A eliminação do Cruzeiro para o Atlético-MG na terça-feira (1º) foi marcada pela alteração tripla de Artur Jorge após a expulsão de Villalba.
No entanto, a Raposa teve desempenho inferior ao do rival durante os 90 minutos da partida realizada na Arena MRV.
O Cabuloso teve apenas dois momentos positivos na partida, ao resistir à pressão inicial alvinegra e no início do segundo tempo.
Pelo sétimo jogo consecutivo, o time de Artur Jorge criou menos gols esperados (xG) que o adversário, com 1,44 contra 2,29.
Além disso, teve metade do número de finalizações (12 contra 28) e metade dos chutes ao gol (4 contra 8).
Em um jogo no qual assistiu o adversário pressionar, o Cruzeiro trocou apenas 334 passes, o terceiro jogo com menos passes sob o comando de Artur Jorge.
Problemas antigos
Contra a Raposa, o Atlético-MG apostou em jogadas velozes pelas pontas e cruzamentos na área.
Foram 27 cruzamentos alvinegros e duas chances claras em apenas sete minutos.
Aos três, Cassierra acertou a trave, e aos sete, Bernard parou em ótima defesa de Otávio.
Apenas no primeiro tempo, o Alvinegro chutou 14 vezes, mais que o Cruzeiro no jogo todo (12).
A primeira finalização de dentro da área (excluindo o gol de pênalti) aconteceu aos três minutos do segundo tempo, com Matheus Pereira, para fora.
A pressão celeste com cinco ou seis jogadores ocorreu em momentos isolados.
O comum foi que apenas os atacantes dificultassem a saída.
Mesmo assim, o meio-campo da equipe de Artur Jorge seguia exposto, com espaço para o trabalho dos donos da casa.
Nos minutos finais, Bernard e Cassierra tiveram mais duas chances claras.
Alterações decretaram eliminação do Cruzeiro
Amarelado no primeiro tempo por falta em Natanael, Villalba continuou exposto no segundo tempo por mais 15 minutos, até ser expulso.
Antes do vermelho, o Cruzeiro vivia seu melhor momento no jogo, com cinco finalizações em 15 minutos.
Depois, houve apenas mais uma.
Com a expulsão, Artur Jorge colocou Rojas no lugar de Gerson para repor a lateral, tirou o amarelado Kaio Jorge para colocar Neyser e substituiu Matheus Pereira por Matheus Henrique.
Com isso, a equipe perdeu suas lideranças técnicas, e Everson teve um fim de jogo tranquilo.

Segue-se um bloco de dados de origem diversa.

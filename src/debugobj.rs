// Copyright © 2018 Cormac O'Brien
//
// Permission is hereby granted, free of charge, to any person obtaining a copy
// of this software and associated documentation files (the "Software"), to deal
// in the Software without restriction, including without limitation the rights
// to use, copy, modify, merge, publish, distribute, sublicense, and/or sell
// copies of the Software, and to permit persons to whom the Software is
// furnished to do so, subject to the following conditions:
//
// The above copyright notice and this permission notice shall be included in
// all copies or substantial portions of the Software.
//
// THE SOFTWARE IS PROVIDED "AS IS", WITHOUT WARRANTY OF ANY KIND, EXPRESS OR
// IMPLIED, INCLUDING BUT NOT LIMITED TO THE WARRANTIES OF MERCHANTABILITY,
// FITNESS FOR A PARTICULAR PURPOSE AND NONINFRINGEMENT. IN NO EVENT SHALL THE
// AUTHORS OR COPYRIGHT HOLDERS BE LIABLE FOR ANY CLAIM, DAMAGES OR OTHER
// LIABILITY, WHETHER IN AN ACTION OF CONTRACT, TORT OR OTHERWISE, ARISING FROM,
// OUT OF OR IN CONNECTION WITH THE SOFTWARE OR THE USE OR OTHER DEALINGS IN THE
// SOFTWARE.

//! Wavefront OBJ debug visual emission (`spec.md` §6). One `g` group per
//! area, coloured deterministically by hashing the area index, so a
//! leak or a mis-flooded area is easy to spot in a model viewer.

use std::fmt::Write as _;

use crate::entity::EntityOutput;

const PALETTE_SIZE: usize = 32;

lazy_static! {
    /// Fixed RGB palette shared by every debug OBJ export, so two runs
    /// over the same map colour corresponding areas identically.
    static ref PALETTE: Vec<(u8, u8, u8)> = (0..PALETTE_SIZE)
        .map(|i| {
            let h = (i as u32).wrapping_mul(2_654_435_761);
            (((h >> 16) & 0xff) as u8, ((h >> 8) & 0xff) as u8, (h & 0xff) as u8)
        })
        .collect();
}

/// Renders `output`'s per-area fragments as an OBJ document. Areas are
/// emitted as separate `g` groups in index order; each group's faces
/// share one comment line naming a deterministic palette index so a
/// viewer that colours by material sees a stable colour per area across
/// runs.
pub fn export_area_obj(output: &EntityOutput) -> String {
    let mut obj = String::new();
    let mut vertex_count = 0usize;

    writeln!(obj, "# entity {} debug area visualization", output.entity_num).unwrap();

    for (area_idx, fragments) in output.area_primitives.iter().enumerate() {
        writeln!(obj, "g area_{}", area_idx).unwrap();
        let (r, g, b) = PALETTE[palette_index(area_idx)];
        writeln!(obj, "# palette {} rgb({},{},{})", palette_index(area_idx), r, g, b).unwrap();

        for fragment in fragments {
            let points = fragment.winding.points();
            if points.len() < 3 {
                continue;
            }
            for p in points {
                writeln!(obj, "v {} {} {}", p.x, p.y, p.z).unwrap();
            }
            let base = vertex_count + 1;
            write!(obj, "f").unwrap();
            for i in 0..points.len() {
                write!(obj, " {}", base + i).unwrap();
            }
            writeln!(obj).unwrap();
            vertex_count += points.len();
        }
    }

    obj
}

/// Emits the leak-line trail (if any) as an OBJ polyline, so it can be
/// overlaid on the area visualization in the same viewer.
pub fn export_leak_line(trail: &[cgmath::Vector3<f32>]) -> String {
    let mut obj = String::new();
    if trail.is_empty() {
        return obj;
    }

    writeln!(obj, "g leak_line").unwrap();
    for p in trail {
        writeln!(obj, "v {} {} {}", p.x, p.y, p.z).unwrap();
    }
    write!(obj, "l").unwrap();
    for i in 1..=trail.len() {
        write!(obj, " {}", i).unwrap();
    }
    writeln!(obj).unwrap();

    obj
}

/// A small deterministic hash of the area index into a fixed palette
/// size, used purely to give viewers something stable to colour by.
fn palette_index(area: usize) -> usize {
    // Knuth multiplicative hash, truncated to usize's low bits.
    area.wrapping_mul(2_654_435_761) % PALETTE_SIZE
}

#[cfg(test)]
mod test {
    use super::*;

    #[test]
    fn test_palette_index_is_deterministic() {
        assert_eq!(palette_index(5), palette_index(5));
    }

    #[test]
    fn test_palette_index_bounded() {
        for i in 0..100 {
            assert!(palette_index(i) < 32);
        }
    }

    #[test]
    fn test_export_leak_line_empty_trail_is_empty_string() {
        assert_eq!(export_leak_line(&[]), "");
    }
}
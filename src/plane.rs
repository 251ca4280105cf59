// Copyright © 2018 Cormac O'Brien
//
// Permission is hereby granted, free of charge, to any person obtaining a copy
// of this software and associated documentation files (the "Software"), to deal
// in the Software without restriction, including without limitation the rights
// to use, copy, modify, merge, publish, distribute, sublicense, and/or sell
// copies of the Software, and to permit persons to whom the Software is
// furnished to do so, subject to the following conditions:
//
// The above copyright notice and this permission notice shall be included in
// all copies or substantial portions of the Software.
//
// THE SOFTWARE IS PROVIDED "AS IS", WITHOUT WARRANTY OF ANY KIND, EXPRESS OR
// IMPLIED, INCLUDING BUT NOT LIMITED TO THE WARRANTIES OF MERCHANTABILITY,
// FITNESS FOR A PARTICULAR PURPOSE AND NONINFRINGEMENT. IN NO EVENT SHALL THE
// AUTHORS OR COPYRIGHT HOLDERS BE LIABLE FOR ANY CLAIM, DAMAGES OR OTHER
// LIABILITY, WHETHER IN AN ACTION OF CONTRACT, TORT OR OTHERWISE, ARISING FROM,
// OUT OF OR IN CONNECTION WITH THE SOFTWARE OR THE USE OR OTHER DEALINGS IN THE
// SOFTWARE.

//! Canonicalised, deduplicated plane registry (C2).
//!
//! The registry hands out even indices; the logical "opposite" plane is
//! always `index ^ 1`.

use std::collections::HashMap;

use cgmath::{InnerSpace, Vector3};
use num::FromPrimitive;

use crate::math::{snap_int, snap_zero, DIST_EPSILON, NORMAL_EPSILON};

pub type PlaneIndex = usize;

#[derive(Copy, Clone, Debug, Eq, PartialEq, FromPrimitive)]
pub enum PlaneType {
    AxialX,
    AxialY,
    AxialZ,
    TrueAxial,
}

impl PlaneType {
    pub fn is_axial(&self) -> bool {
        *self != PlaneType::TrueAxial
    }

    /// Recovers a `PlaneType` from its discriminant, as stored in a
    /// serialized BSP (teacher-style `num::FromPrimitive` round trip).
    pub fn from_discriminant(d: u32) -> Option<PlaneType> {
        PlaneType::from_u32(d)
    }
}

/// An oriented plane in point-normal form.
#[derive(Clone, Copy, Debug)]
pub struct Plane {
    pub normal: Vector3<f32>,
    pub dist: f32,
}

#[derive(Copy, Clone, Debug, Eq, PartialEq)]
pub enum PlaneSide {
    Front,
    Back,
    On,
}

impl Plane {
    pub fn new(normal: Vector3<f32>, dist: f32) -> Plane {
        Plane { normal, dist }
    }

    /// Classifies this plane's alignment per `spec.md` §3.
    pub fn plane_type(&self) -> PlaneType {
        const AXIAL_EPSILON: f32 = 0.001;
        if (self.normal.x.abs() - 1.0).abs() < AXIAL_EPSILON
            && self.normal.y.abs() < AXIAL_EPSILON
            && self.normal.z.abs() < AXIAL_EPSILON
        {
            PlaneType::AxialX
        } else if (self.normal.y.abs() - 1.0).abs() < AXIAL_EPSILON
            && self.normal.x.abs() < AXIAL_EPSILON
            && self.normal.z.abs() < AXIAL_EPSILON
        {
            PlaneType::AxialY
        } else if (self.normal.z.abs() - 1.0).abs() < AXIAL_EPSILON
            && self.normal.x.abs() < AXIAL_EPSILON
            && self.normal.y.abs() < AXIAL_EPSILON
        {
            PlaneType::AxialZ
        } else {
            PlaneType::TrueAxial
        }
    }

    pub fn is_axial(&self) -> bool {
        self.plane_type() != PlaneType::TrueAxial
    }

    /// Signed distance of `point` from this plane.
    pub fn point_dist(&self, point: Vector3<f32>) -> f32 {
        self.normal.dot(point) - self.dist
    }

    /// Classifies `point` against this plane within `CLIP_EPSILON`.
    pub fn point_side(&self, point: Vector3<f32>, epsilon: f32) -> PlaneSide {
        let d = self.point_dist(point);
        if d > epsilon {
            PlaneSide::Front
        } else if d < -epsilon {
            PlaneSide::Back
        } else {
            PlaneSide::On
        }
    }

    pub fn opposite(&self) -> Plane {
        Plane {
            normal: -self.normal,
            dist: -self.dist,
        }
    }
}

fn quantize_key(normal: Vector3<f32>, dist: f32) -> (i64, i64, i64, i64) {
    // quantise to a grid coarser than the matching epsilon so that
    // nearly-equal planes land in the same (or an adjacent) bucket.
    let q = |v: f32| (v / NORMAL_EPSILON).round() as i64;
    let qd = (dist / DIST_EPSILON).round() as i64;
    (q(normal.x), q(normal.y), q(normal.z), qd)
}

/// Canonicalised, deduplicated plane table.
///
/// `find_or_insert` always hands back an *even* index; `index ^ 1` is the
/// antiparallel plane, inserted alongside it at registration time.
#[derive(Debug, Default)]
pub struct PlaneRegistry {
    planes: Vec<Plane>,
    buckets: HashMap<(i64, i64, i64, i64), Vec<PlaneIndex>>,
}

impl PlaneRegistry {
    pub fn new() -> PlaneRegistry {
        PlaneRegistry {
            planes: Vec::new(),
            buckets: HashMap::new(),
        }
    }

    pub fn len(&self) -> usize {
        self.planes.len()
    }

    pub fn is_empty(&self) -> bool {
        self.planes.is_empty()
    }

    pub fn get(&self, index: PlaneIndex) -> &Plane {
        &self.planes[index]
    }

    /// Finds an existing plane within `(NORMAL_EPSILON, DIST_EPSILON)` of
    /// `plane`, or inserts `plane` and its opposite at consecutive
    /// even/odd indices. Always returns an even index; the caller XORs
    /// with 1 for the antiparallel orientation.
    pub fn find_or_insert(&mut self, normal: Vector3<f32>, dist: f32) -> PlaneIndex {
        let normal = Vector3::new(snap_zero(normal.x), snap_zero(normal.y), snap_zero(normal.z))
            .normalize();
        let dist = snap_int(dist);

        let key = quantize_key(normal, dist);
        // check this bucket and its 26 neighbours for a near-match, since
        // quantisation can place nearly-identical planes one cell apart.
        for dx in -1..=1 {
            for dy in -1..=1 {
                for dz in -1..=1 {
                    for dd in -1..=1 {
                        let probe = (key.0 + dx, key.1 + dy, key.2 + dz, key.3 + dd);
                        if let Some(candidates) = self.buckets.get(&probe) {
                            for &idx in candidates {
                                let stored = &self.planes[idx];
                                if (stored.normal - normal).magnitude() < NORMAL_EPSILON * 10.0
                                    && (stored.dist - dist).abs() < DIST_EPSILON
                                {
                                    return idx & !1;
                                }
                                if (stored.normal + normal).magnitude() < NORMAL_EPSILON * 10.0
                                    && (stored.dist + dist).abs() < DIST_EPSILON
                                {
                                    return idx & !1;
                                }
                            }
                        }
                    }
                }
            }
        }

        let even = self.planes.len();
        debug_assert_eq!(even % 2, 0);
        let plane = Plane::new(normal, dist);
        let opposite = plane.opposite();

        self.planes.push(plane);
        self.planes.push(opposite);

        self.buckets.entry(key).or_default().push(even);
        let opp_key = quantize_key(opposite.normal, opposite.dist);
        self.buckets.entry(opp_key).or_default().push(even + 1);

        even
    }

    /// Like `find_or_insert`, but returns whichever of `index`/`index ^ 1`
    /// actually faces `normal` — convenient for callers (e.g. brush
    /// construction) that care about orientation rather than canonical
    /// storage order.
    pub fn find_or_insert_oriented(&mut self, normal: Vector3<f32>, dist: f32) -> PlaneIndex {
        let even = self.find_or_insert(normal, dist);
        let normal = normal.normalize();
        let stored = &self.planes[even];
        if stored.normal.dot(normal) >= 0.0 {
            even
        } else {
            even ^ 1
        }
    }
}

#[cfg(test)]
mod test {
    use super::*;
    use cgmath::Zero;

    #[test]
    fn test_find_or_insert_idempotent() {
        let mut reg = PlaneRegistry::new();
        let a = reg.find_or_insert(Vector3::unit_x(), 10.0);
        let b = reg.find_or_insert(Vector3::unit_x(), 10.000_001);
        assert_eq!(a, b);
        assert_eq!(a % 2, 0);
    }

    #[test]
    fn test_opposite_is_xor_one() {
        let mut reg = PlaneRegistry::new();
        let even = reg.find_or_insert(Vector3::unit_x(), 5.0);
        let odd = even ^ 1;
        let p = reg.get(even);
        let op = reg.get(odd);
        assert_eq!(p.normal, -op.normal);
        assert_eq!(p.dist, -op.dist);
    }

    #[test]
    fn test_plane_type_from_discriminant_round_trips() {
        assert_eq!(PlaneType::from_discriminant(0), Some(PlaneType::AxialX));
        assert_eq!(PlaneType::from_discriminant(3), Some(PlaneType::TrueAxial));
        assert_eq!(PlaneType::from_discriminant(99), None);
    }

    #[test]
    fn test_distinct_planes_get_distinct_indices() {
        let mut reg = PlaneRegistry::new();
        let a = reg.find_or_insert(Vector3::unit_x(), 10.0);
        let b = reg.find_or_insert(Vector3::unit_y(), 10.0);
        assert_ne!(a, b);
    }

    #[test]
    fn test_point_side() {
        let plane = Plane::new(Vector3::unit_x(), 1.0);
        assert_eq!(
            plane.point_side(Vector3::unit_x() * 2.0, 0.01),
            PlaneSide::Front
        );
        assert_eq!(
            plane.point_side(Vector3::zero(), 0.01),
            PlaneSide::Back
        );
        assert_eq!(
            plane.point_side(Vector3::unit_x(), 0.01),
            PlaneSide::On
        );
    }
}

Quando nós sofremos a expulsão, tínhamos apenas mais uma mudança, faltavam 30 minutos. O Gerson pediu para sair por um desconforto. Tínhamos que agir rápido.
Nossa ideia foi trocar o lateral porque precisávamos.
Trocar o Gerson pelo Matheusinho e ter o Kenji para fazer o corredor esquerdo. Ter uma linha de cinco quando o adversário chegasse.
Ter um time com transições rápidas, vencer nas costas da defesa, ter verticalidade.
Pudemos dessa forma olhar para o time num 5-3-1. Tendo o momento que tínhamos apenas uma substituição.
Tinha que tomar uma decisão para tentar manter a equipe viva no jogo – explicou Artur Jorge.
Espaço para Fred
Principal contratação atleticana na temporada, Fred foi o jogador que mais participou da partida pela equipe, com 88 ações com a bola e 49 passes corretos no campo adversário.
Além disso, realizou 149 metros em condução distribuídos em 20 avanços.
No lance do primeiro gol, o camisa 7 passou para Scarpa, indicou a opção na direita, recebeu novamente, teve tempo para pensar e encontrou Victor Hugo na área.
Matheus Henrique indicou o espaço o tempo todo, mas não fechou a linha de passe.
João Marcelo não chegou a tempo, e Fabrício Bruno não conseguiu impedir a finalização. No segundo gol, Fred finalizou em meio à marcação branda de Neyser e garantiu a classificação alvinegra.